*What to do*:
From the entries below, list each line with "Whether".

[Start of section]

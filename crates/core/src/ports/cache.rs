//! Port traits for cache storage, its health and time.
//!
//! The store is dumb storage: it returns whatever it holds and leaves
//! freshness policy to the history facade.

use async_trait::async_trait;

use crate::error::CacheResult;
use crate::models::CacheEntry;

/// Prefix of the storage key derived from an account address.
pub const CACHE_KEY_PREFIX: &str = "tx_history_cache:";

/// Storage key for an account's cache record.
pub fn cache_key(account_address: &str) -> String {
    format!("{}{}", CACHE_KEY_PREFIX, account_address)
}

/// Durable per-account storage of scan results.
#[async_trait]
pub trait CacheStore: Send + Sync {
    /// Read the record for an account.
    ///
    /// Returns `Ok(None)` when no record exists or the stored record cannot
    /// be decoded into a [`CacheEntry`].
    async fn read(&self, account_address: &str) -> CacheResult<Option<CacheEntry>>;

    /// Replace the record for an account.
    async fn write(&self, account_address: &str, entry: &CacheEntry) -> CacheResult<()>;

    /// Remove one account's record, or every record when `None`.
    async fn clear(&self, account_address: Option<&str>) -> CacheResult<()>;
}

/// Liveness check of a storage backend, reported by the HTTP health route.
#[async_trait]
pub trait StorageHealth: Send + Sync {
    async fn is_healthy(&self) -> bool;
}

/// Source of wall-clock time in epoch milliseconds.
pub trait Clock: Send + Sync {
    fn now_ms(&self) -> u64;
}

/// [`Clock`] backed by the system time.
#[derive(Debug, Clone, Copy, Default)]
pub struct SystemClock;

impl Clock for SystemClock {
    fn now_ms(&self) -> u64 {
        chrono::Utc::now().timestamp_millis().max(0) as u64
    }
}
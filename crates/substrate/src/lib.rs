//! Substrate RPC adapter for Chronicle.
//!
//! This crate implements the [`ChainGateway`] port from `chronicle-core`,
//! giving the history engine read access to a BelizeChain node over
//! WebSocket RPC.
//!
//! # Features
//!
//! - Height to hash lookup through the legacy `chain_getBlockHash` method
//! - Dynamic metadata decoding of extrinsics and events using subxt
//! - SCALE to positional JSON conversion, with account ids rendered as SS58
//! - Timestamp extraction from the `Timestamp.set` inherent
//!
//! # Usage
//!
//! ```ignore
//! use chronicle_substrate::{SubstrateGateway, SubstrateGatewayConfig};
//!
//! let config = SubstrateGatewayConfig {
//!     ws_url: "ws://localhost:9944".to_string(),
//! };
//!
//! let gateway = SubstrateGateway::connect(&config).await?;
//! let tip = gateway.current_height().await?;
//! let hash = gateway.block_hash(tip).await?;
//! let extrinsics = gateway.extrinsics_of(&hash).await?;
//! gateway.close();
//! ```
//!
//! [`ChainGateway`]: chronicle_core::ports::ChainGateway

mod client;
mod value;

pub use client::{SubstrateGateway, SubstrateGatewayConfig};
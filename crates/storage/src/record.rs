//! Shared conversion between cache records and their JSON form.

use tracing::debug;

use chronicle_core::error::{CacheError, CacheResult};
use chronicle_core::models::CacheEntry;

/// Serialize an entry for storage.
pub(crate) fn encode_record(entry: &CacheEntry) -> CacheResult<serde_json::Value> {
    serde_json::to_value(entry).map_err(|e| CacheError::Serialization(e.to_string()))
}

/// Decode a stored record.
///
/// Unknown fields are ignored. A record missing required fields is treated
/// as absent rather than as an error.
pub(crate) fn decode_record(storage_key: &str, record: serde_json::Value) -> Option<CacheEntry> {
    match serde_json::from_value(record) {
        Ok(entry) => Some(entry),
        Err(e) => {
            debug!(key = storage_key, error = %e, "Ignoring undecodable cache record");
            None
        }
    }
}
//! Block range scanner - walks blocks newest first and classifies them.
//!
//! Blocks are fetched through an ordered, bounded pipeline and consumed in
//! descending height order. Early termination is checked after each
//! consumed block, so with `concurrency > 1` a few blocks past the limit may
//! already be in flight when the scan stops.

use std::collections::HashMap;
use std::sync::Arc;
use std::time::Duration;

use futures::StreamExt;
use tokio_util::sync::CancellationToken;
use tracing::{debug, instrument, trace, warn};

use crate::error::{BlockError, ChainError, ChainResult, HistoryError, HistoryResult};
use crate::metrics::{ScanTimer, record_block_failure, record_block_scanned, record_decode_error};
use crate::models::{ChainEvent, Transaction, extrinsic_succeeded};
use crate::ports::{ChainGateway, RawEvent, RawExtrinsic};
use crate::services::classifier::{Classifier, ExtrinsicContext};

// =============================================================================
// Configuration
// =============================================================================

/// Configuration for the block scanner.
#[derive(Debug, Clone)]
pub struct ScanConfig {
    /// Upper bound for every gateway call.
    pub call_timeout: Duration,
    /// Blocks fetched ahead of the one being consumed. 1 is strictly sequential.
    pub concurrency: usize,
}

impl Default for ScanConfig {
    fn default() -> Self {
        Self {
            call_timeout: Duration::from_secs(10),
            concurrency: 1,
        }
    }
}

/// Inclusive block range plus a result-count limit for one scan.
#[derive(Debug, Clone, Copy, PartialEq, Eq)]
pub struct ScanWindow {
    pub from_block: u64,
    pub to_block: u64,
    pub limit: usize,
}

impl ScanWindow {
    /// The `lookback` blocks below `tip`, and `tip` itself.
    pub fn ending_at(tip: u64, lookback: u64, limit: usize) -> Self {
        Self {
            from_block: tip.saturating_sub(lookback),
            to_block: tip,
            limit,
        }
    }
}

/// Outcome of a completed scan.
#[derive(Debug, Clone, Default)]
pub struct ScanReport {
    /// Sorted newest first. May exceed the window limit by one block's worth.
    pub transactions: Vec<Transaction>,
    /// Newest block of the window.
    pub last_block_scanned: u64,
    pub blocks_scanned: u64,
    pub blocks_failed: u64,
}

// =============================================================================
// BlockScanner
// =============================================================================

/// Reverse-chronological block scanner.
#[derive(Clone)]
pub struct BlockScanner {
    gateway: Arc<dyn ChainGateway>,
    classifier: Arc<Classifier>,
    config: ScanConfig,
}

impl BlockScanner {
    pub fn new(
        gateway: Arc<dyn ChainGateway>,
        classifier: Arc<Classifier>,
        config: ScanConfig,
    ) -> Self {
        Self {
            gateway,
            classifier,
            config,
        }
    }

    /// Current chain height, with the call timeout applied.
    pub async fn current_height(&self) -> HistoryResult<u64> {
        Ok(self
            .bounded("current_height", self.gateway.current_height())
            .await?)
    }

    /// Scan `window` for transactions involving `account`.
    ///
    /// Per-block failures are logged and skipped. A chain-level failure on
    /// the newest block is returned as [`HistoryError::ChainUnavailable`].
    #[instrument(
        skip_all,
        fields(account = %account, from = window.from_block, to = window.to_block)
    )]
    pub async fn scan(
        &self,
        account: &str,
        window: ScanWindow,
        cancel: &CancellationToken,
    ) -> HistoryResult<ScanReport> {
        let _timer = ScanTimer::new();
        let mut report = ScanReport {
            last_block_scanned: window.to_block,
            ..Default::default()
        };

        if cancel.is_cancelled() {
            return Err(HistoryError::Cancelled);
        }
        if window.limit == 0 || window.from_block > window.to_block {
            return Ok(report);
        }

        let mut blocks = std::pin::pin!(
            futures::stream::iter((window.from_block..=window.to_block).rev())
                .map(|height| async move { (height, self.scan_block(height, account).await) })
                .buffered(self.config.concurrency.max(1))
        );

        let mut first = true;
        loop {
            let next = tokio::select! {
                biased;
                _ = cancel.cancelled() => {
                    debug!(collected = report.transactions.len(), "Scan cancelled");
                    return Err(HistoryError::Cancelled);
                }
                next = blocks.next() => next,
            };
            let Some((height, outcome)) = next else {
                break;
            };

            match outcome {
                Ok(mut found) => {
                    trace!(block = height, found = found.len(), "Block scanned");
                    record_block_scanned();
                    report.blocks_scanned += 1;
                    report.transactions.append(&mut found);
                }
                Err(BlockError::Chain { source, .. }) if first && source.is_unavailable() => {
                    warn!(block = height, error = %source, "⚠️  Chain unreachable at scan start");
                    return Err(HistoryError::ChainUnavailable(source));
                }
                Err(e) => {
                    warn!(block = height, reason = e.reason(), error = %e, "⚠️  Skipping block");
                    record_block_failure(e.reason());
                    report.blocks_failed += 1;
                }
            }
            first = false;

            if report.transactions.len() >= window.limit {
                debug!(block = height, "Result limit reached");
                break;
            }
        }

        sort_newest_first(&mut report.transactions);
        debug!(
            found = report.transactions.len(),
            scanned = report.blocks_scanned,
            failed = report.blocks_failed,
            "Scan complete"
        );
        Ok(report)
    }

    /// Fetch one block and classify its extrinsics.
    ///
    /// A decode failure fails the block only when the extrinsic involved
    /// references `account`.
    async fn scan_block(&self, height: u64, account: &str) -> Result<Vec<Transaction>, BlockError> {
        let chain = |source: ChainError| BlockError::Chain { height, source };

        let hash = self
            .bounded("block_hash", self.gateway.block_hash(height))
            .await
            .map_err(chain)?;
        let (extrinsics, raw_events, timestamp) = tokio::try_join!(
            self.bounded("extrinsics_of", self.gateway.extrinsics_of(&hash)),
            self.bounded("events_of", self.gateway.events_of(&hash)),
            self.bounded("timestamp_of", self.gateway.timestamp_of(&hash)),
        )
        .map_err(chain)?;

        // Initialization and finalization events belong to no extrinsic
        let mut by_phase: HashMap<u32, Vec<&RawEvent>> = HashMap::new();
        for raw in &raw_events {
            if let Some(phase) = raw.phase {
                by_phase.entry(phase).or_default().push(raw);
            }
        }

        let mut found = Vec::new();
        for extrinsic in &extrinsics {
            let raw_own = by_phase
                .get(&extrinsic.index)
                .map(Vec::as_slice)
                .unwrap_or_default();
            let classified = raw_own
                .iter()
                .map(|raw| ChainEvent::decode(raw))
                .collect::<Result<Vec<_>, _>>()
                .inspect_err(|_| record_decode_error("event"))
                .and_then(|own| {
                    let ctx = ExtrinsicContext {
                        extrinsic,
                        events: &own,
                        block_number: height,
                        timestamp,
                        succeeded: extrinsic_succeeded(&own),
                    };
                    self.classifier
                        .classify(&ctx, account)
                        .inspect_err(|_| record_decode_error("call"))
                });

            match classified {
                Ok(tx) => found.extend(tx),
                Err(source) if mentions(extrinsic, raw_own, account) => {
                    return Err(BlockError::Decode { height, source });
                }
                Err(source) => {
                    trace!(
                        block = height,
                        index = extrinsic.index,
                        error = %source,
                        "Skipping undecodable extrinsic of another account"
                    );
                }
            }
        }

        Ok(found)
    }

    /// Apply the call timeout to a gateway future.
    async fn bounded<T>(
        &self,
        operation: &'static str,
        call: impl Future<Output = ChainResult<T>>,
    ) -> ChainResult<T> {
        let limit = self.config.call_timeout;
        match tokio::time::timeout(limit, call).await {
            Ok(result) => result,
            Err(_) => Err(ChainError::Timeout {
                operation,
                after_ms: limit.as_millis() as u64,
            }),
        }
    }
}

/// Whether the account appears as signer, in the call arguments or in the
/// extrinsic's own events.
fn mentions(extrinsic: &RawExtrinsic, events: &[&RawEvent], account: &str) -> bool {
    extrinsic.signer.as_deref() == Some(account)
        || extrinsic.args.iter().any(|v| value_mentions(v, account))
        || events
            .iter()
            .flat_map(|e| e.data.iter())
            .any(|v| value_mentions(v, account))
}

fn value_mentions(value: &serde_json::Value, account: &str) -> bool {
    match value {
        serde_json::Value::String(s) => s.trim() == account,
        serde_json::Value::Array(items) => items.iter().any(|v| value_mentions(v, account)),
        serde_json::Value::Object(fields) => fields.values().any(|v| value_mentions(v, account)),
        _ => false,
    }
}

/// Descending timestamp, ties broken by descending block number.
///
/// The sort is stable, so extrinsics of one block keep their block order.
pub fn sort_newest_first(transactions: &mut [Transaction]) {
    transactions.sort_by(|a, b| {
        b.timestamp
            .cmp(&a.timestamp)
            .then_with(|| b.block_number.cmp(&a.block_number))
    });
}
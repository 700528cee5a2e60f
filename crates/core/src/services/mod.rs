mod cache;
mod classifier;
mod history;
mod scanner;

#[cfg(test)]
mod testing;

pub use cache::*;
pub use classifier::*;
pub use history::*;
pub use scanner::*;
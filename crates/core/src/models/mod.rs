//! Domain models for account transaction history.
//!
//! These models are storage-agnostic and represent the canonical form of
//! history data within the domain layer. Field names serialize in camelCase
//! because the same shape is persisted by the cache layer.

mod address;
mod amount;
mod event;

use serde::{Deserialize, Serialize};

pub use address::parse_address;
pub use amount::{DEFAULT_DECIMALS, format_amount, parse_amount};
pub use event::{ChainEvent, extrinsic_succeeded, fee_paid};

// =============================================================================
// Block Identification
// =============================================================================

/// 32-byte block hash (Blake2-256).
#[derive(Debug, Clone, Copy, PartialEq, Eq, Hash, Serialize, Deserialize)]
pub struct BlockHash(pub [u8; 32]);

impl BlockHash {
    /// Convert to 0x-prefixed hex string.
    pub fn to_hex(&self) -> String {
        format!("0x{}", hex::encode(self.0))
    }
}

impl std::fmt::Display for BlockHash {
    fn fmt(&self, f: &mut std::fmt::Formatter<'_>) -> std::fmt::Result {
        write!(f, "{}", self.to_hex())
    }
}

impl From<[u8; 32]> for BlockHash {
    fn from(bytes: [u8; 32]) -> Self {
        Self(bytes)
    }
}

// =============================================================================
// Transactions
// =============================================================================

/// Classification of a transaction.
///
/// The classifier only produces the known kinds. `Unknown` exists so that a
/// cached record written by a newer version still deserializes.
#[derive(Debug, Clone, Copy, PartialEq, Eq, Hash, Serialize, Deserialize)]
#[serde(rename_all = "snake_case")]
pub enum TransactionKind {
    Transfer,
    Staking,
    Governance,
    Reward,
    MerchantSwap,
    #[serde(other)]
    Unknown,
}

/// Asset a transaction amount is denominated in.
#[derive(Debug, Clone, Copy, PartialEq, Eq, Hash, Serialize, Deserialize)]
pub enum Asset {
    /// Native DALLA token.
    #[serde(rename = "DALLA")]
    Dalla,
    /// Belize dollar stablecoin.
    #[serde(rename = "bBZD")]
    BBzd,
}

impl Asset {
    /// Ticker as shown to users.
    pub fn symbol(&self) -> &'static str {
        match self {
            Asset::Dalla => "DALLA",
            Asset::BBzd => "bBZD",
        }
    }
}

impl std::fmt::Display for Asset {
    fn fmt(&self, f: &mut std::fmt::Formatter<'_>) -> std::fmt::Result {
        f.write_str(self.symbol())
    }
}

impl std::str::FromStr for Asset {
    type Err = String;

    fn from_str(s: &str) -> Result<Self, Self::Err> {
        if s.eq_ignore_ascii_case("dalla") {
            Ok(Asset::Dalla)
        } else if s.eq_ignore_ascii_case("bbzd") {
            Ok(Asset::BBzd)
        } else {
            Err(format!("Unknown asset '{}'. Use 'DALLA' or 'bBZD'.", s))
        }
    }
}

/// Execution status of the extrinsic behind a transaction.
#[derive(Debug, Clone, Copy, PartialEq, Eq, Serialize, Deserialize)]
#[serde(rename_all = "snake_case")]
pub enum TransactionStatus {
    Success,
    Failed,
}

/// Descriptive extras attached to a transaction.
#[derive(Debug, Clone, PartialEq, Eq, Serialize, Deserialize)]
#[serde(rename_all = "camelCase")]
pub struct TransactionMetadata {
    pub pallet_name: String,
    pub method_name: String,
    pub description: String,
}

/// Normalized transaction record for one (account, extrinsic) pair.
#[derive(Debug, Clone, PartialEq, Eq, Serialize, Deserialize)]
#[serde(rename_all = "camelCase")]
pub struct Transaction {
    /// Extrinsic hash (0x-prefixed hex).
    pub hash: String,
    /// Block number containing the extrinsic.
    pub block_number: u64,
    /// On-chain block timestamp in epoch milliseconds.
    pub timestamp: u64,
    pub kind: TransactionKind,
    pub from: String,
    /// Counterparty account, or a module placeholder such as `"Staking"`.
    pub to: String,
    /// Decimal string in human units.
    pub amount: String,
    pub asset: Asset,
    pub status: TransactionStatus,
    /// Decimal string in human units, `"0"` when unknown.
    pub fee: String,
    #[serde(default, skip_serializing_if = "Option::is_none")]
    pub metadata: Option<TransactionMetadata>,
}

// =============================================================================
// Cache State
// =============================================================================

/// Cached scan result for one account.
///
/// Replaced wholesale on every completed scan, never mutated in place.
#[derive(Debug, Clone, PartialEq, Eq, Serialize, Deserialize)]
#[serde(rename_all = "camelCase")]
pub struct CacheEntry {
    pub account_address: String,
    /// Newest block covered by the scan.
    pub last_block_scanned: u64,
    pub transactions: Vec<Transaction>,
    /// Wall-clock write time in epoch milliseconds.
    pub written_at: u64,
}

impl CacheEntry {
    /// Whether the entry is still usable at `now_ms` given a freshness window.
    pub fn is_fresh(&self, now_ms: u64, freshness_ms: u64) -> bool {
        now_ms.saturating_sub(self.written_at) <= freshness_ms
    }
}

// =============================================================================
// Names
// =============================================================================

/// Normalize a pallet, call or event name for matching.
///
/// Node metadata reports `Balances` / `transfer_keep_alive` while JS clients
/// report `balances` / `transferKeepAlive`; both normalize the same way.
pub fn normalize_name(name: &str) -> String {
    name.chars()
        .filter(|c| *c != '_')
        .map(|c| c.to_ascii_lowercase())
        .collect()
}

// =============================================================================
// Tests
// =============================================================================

[End of section]

*Result of the exercise*:
/// Whether the account appears as signer, in the call arguments or in the
    /// Whether the entry is still usable at `now_ms` given a freshness window.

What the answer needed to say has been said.